There exists, in the final analysis, an immense panorama of action in which questions of a social, economic and political nature take on particular importance, as long as they draw their inspiration from the Gospel and the social teaching of the Church. This includes building a more just and fraternal society, reconciled and at peace, it includes the commitment to reduce violence, initiatives to promote the fullness of life, the democratic order and the common good and especially initiatives aimed at eliminating certain forms of discrimination existing in Latin American societies: avoiding exclusion, for the sake of mutual enrichment.

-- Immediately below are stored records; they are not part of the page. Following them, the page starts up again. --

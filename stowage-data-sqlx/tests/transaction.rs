mod common;

use common::{setup, Roster};
use stowage_data::{DataError, GenericStorage};
use stowage_data_sqlx::{Conn, DataErrorExt, SqlxErrorExt, TxManager};

#[derive(Debug)]
enum AppError {
    Data(DataError),
    Forced,
}

impl From<DataError> for AppError {
    fn from(err: DataError) -> Self {
        AppError::Data(err)
    }
}

#[tokio::test]
async fn test_commit_on_success() {
    let (pool, storage) = setup().await;
    let manager = TxManager::new(pool.clone());

    let storage_ref = &storage;
    let id = manager
        .run_in_transaction(|tx| async move {
            let mut roster = Roster::new("ZywOo", "AWP");
            storage_ref.insert(Conn::Tx(&tx), &mut roster).await?;

            let mut seen = Roster::new("", "");
            storage_ref
                .find_by_id(Conn::Tx(&tx), &mut seen, roster.id)
                .await?;
            assert_eq!(seen.name, "ZywOo");
            Ok::<_, DataError>(roster.id)
        })
        .await
        .unwrap();

    let mut found = Roster::new("", "");
    storage
        .find_by_id(Conn::Pool(&pool), &mut found, id)
        .await
        .unwrap();
    assert_eq!(found.name, "ZywOo");
}

#[tokio::test]
async fn test_rollback_on_work_failure() {
    let (pool, storage) = setup().await;
    let manager = TxManager::new(pool.clone());

    let mut attempted = 0i64;
    let slot = &mut attempted;
    let storage_ref = &storage;
    let result: Result<(), AppError> = manager
        .run_in_transaction(|tx| async move {
            let mut roster = Roster::new("A", "Rifler");
            storage_ref.insert(Conn::Tx(&tx), &mut roster).await?;
            *slot = roster.id;
            Err(AppError::Forced)
        })
        .await;

    assert!(matches!(result, Err(AppError::Forced)));
    assert_eq!(attempted, 1);

    let mut found = Roster::new("", "");
    let err = storage
        .find_by_id(Conn::Pool(&pool), &mut found, attempted)
        .await
        .unwrap_err();
    assert!(err.is_row_not_found());
    assert_eq!(storage.count(Conn::Pool(&pool)).await.unwrap(), 0);
}

#[tokio::test]
async fn test_storage_error_inside_work_rolls_back() {
    let (pool, storage) = setup().await;
    let manager = TxManager::new(pool.clone());

    let storage_ref = &storage;
    let result = manager
        .run_in_transaction(|tx| async move {
            let mut first = Roster::new("dupe", "AWP");
            storage_ref.insert(Conn::Tx(&tx), &mut first).await?;
            let mut second = Roster::new("dupe", "AWP");
            storage_ref.insert(Conn::Tx(&tx), &mut second).await?;
            Ok::<_, AppError>(())
        })
        .await;

    match result {
        Err(AppError::Data(err)) => assert!(matches!(err, DataError::Database(_))),
        other => panic!("unexpected result: {other:?}"),
    }
    assert_eq!(storage.count(Conn::Pool(&pool)).await.unwrap(), 0);
}

#[tokio::test]
async fn test_raw_queries_share_the_transaction() {
    let (pool, storage) = setup().await;
    let manager = TxManager::new(pool.clone());

    let storage_ref = &storage;
    let result: Result<(), AppError> = manager
        .run_in_transaction(|tx| async move {
            let mut roster = Roster::new("NiKo", "Rifler");
            storage_ref.insert(Conn::Tx(&tx), &mut roster).await?;

            {
                let mut guard = tx.lock().await;
                let conn = guard.as_mut().ok_or(DataError::TransactionClosed)?;
                sqlx::query(r#"UPDATE "rosters" SET "role" = 'IGL' WHERE "id" = ?"#)
                    .bind(roster.id)
                    .execute(&mut **conn)
                    .await
                    .map_err(|e| e.into_data_error())?;
            }

            let id = roster.id;
            storage_ref.find_by_id(Conn::Tx(&tx), &mut roster, id).await?;
            assert_eq!(roster.role, "IGL");
            Err(AppError::Forced)
        })
        .await;

    assert!(matches!(result, Err(AppError::Forced)));
    assert_eq!(storage.count(Conn::Pool(&pool)).await.unwrap(), 0);
}

#[tokio::test]
async fn test_manual_begin_and_closed_handle() {
    let (pool, storage) = setup().await;
    let manager = TxManager::new(pool.clone());

    let tx = manager.begin().await.unwrap();
    let mut roster = Roster::new("ropz", "Lurker");
    storage.insert(Conn::Tx(&tx), &mut roster).await.unwrap();
    tx.commit().await.unwrap();
    assert!(!tx.is_active().await);

    let mut late = Roster::new("late", "Entry");
    let err = storage
        .insert(Conn::Tx(&tx), &mut late)
        .await
        .unwrap_err();
    assert!(matches!(err, DataError::TransactionClosed));
    assert_eq!(storage.count(Conn::Pool(&pool)).await.unwrap(), 1);
}

#[tokio::test]
async fn test_manual_rollback() {
    let (pool, storage) = setup().await;
    let manager = TxManager::new(pool.clone());

    let tx = manager.begin().await.unwrap();
    let mut rosters = vec![Roster::new("a", "AWP"), Roster::new("b", "AWP")];
    storage
        .insert_bulk(Conn::Tx(&tx), &mut rosters)
        .await
        .unwrap();
    assert_eq!(storage.count(Conn::Tx(&tx)).await.unwrap(), 2);
    tx.rollback().await.unwrap();

    assert_eq!(storage.count(Conn::Pool(&pool)).await.unwrap(), 0);
}

#[tokio::test]
async fn test_commit_failure_is_reported_and_rolled_back() {
    let (pool, storage) = setup().await;
    sqlx::query(
        r#"CREATE TABLE "contracts" (
            "id" INTEGER PRIMARY KEY,
            "rosterId" INTEGER NOT NULL
                REFERENCES "rosters"("id") DEFERRABLE INITIALLY DEFERRED
        )"#,
    )
    .execute(&pool)
    .await
    .unwrap();
    let manager = TxManager::new(pool.clone());

    let storage_ref = &storage;
    let err = manager
        .run_in_transaction(|tx| async move {
            let mut roster = Roster::new("Twistzz", "Rifler");
            storage_ref.insert(Conn::Tx(&tx), &mut roster).await?;

            // Deferred: only checked when the transaction commits.
            let mut guard = tx.lock().await;
            let conn = guard.as_mut().ok_or(DataError::TransactionClosed)?;
            sqlx::query(r#"INSERT INTO "contracts" ("rosterId") VALUES (999)"#)
                .execute(&mut **conn)
                .await
                .map_err(|e| e.into_data_error())?;
            Ok::<_, DataError>(())
        })
        .await
        .unwrap_err();

    assert!(matches!(err, DataError::TransactionCommitFailed(_)));
    assert!(err
        .to_string()
        .starts_with("Error when committing transaction"));
    assert_eq!(storage.count(Conn::Pool(&pool)).await.unwrap(), 0);
    let (contracts,): (i64,) = sqlx::query_as(r#"SELECT COUNT(*) FROM "contracts""#)
        .fetch_one(&pool)
        .await
        .unwrap();
    assert_eq!(contracts, 0);
}

#[tokio::test]
async fn test_failed_rollback_keeps_the_work_error() {
    let (pool, storage) = setup().await;
    let manager = TxManager::new(pool.clone());

    let storage_ref = &storage;
    let result: Result<(), AppError> = manager
        .run_in_transaction(|tx| async move {
            let mut roster = Roster::new("ropz", "Lurker");
            storage_ref.insert(Conn::Tx(&tx), &mut roster).await?;
            // The runner's own rollback now fails with `TransactionClosed`.
            tx.rollback().await?;
            Err(AppError::Forced)
        })
        .await;

    assert!(matches!(result, Err(AppError::Forced)));
    assert_eq!(storage.count(Conn::Pool(&pool)).await.unwrap(), 0);
}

Above all, have great respect for the institution of the sacrament of Matrimony. There cannot be true domestic happiness unless, at the same time, there is fidelity between spouses. Marriage is an institution of natural law, which has been raised by Christ to the dignity of a sacrament; it is a great gift that God has given to mankind: respect it and honour it. At the same time, God calls you to respect one another when you fall in love and become engaged, since conjugal life, reserved by divine ordinance to married couples, will bring happiness and peace only to the extent that you are able to build your future hopes upon chastity, both within and outside marriage. I repeat here to all of you that "eros tends to rise . . . towards the Divine, to lead us beyond ourselves; yet for this very reason it calls for a path of ascent, renunciation, purification and healing" (Encyclical Letter Deus Caritas Est, 5). To put it briefly, it requires a spirit of sacrifice and renunciation for the sake of a greater good, namely the love of God above all things. Seek to resist forcefully the snares of evil that are found in many contexts, driving you towards a dissolute and paradoxically empty life, causing you to lose the precious gift of your freedom and your true happiness. True love "increasingly seeks the happiness of the other, is concerned more and more with the beloved, bestows itself and wants to ‘be there for’ the other" (ibid., 7) and therefore will always grow in faithfulness, indissolubility and fruitfulness.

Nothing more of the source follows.